The DSPT is based on the National Data Guardian’s ten data security standards. It is linked with, and supported by, the National Cyber Security Centre, the agency tasked with protecting critical infrastructure. To meet the relevant standards, including IG standards, all Toolkit questions must be appropriately answered. Organisations must not, however, rely solely on DSPT returns for assurance.

The DSPT also includes a tool for reporting data breach incidents which must be used by NHS-funded care organisations. See Appendix 5 for more information on Data Breach Management.

Accountability is one of the key principles in data protection law and all controllers must be able to demonstrate their compliance (Article 5(2)). The ICO has set out how organisations can demonstrate their compliance. It is therefore imperative that all decision making is documented including who was involved and the rationale or justification behind the decision.

3.7.1 Adopting principles by design and default

All ShCRs must ensure the use of data protection by "design and default". Adopting the principles of data protection by design and data protection by default is an important concept for any project or new model of care. It is important that when considering new ways of working, the impact to privacy and confidentiality are factored in at the design stage. That way IG is integrated into the policies, processes and systems from the beginning. It will assist in enabling data sharing for the benefit of individuals and the system, whilst minimising the risk to privacy. IG should be identified as part of any Project Initiation Documents and should be treated in the same way as finance with the essential criteria, key issues and resources assessed.

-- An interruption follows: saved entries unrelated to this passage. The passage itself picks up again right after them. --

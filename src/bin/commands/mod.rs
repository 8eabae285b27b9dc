use std::io::{self, Write};
use std::time::Duration;

use anyhow::{Context, Result};
use indicatif::{ProgressBar, ProgressStyle};
use is_terminal::IsTerminal;

use molecule_kit::MoleculeLibrary;

pub mod build;
pub mod check;
pub mod library;

/// Loads the bundled reference data behind a spinner.
pub fn load_library() -> Result<MoleculeLibrary> {
    run_with_spinner("Loading molecule library", || {
        MoleculeLibrary::load().context("Bundled molecule data is corrupt")
    })
}

/// Wraps long-running operations with a spinner rendered to stderr.
///
/// The spinner is skipped when stderr is not a terminal so logs and pipes stay clean.
pub fn run_with_spinner<T, F>(message: &str, work: F) -> Result<T>
where
    F: FnOnce() -> Result<T>,
{
    if !io::stderr().is_terminal() {
        return work();
    }

    let spinner = ProgressBar::new_spinner();
    let style = ProgressStyle::with_template("{spinner:.green} {msg}")
        .unwrap_or_else(|_| ProgressStyle::default_spinner());
    spinner.set_style(style);
    spinner.enable_steady_tick(Duration::from_millis(80));
    spinner.set_message(message.to_string());

    let result = work();

    match &result {
        Ok(_) => spinner.finish_with_message(format!("{} ✓", message)),
        Err(_) => spinner.abandon_with_message(format!("{} ✗", message)),
    }

    result
}

pub fn print_boxed_label<W: Write>(writer: &mut W, title: &str) -> io::Result<()> {
    let inner = format!(" {title} ");
    let width = inner.chars().count();
    writeln!(writer, "╭{}╮", "─".repeat(width))?;
    writeln!(writer, "│{}│", inner)?;
    writeln!(writer, "╰{}╯", "─".repeat(width))?;
    Ok(())
}

pub fn yes_no(value: bool) -> &'static str {
    if value { "yes" } else { "no" }
}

ShCRs must comply with the law by minimising the use of identifiable data. To meet the data protection principles when using personal data, the amount of data should be adequate, relevant, and not excessive for the purpose. A data minimisation approach should be adopted. Only where there is no alternative to its use should personal data be used for any purpose. Personal data will always be required for individual care. However, caution should be taken to ensure that a balance is sought between the requirement for adequate amounts of data for the provision of care versus the processing of excessive information (taking into account any clinical risk). Clinical Safety Officers (CSOs) as well as Caldicott Guardians and DPOs should be involved with such decision making.

Further information about the responsibilities of a Clinical Safety Officer is set out in the clinical safety standards. These standards are mandatory under the Health and Social Care Act 2012. Ultimately, this helps health and care staff to provide better and safer care.

If personal data is to be used, UK GDPR (recital 84) states that a DPIA is required “where processing operations are likely to result in a high risk to the rights and freedoms of natural persons”. Article 35 further sets out that one of the situations where a DPIA is required is where the processing will involve large amounts of "special category data". In practice this means a ShCR area must carry out a DPIA. The DPIA needs to be approved by the ShCR DPO or joint ShCR DPOs before any processing of personal/CPI commences. Any decision not to carry out a DPIA must be justified and documented.

You must have a mechanism for ensuring DPIAs are appropriately undertaken and acted on. This includes training for staff, so they understand the need to complete a DPIA, along with the policies and processes they need to follow. When completing the DPIA, if you identify a high risk which you cannot mitigate, then you MUST consult the ICO before starting the processing.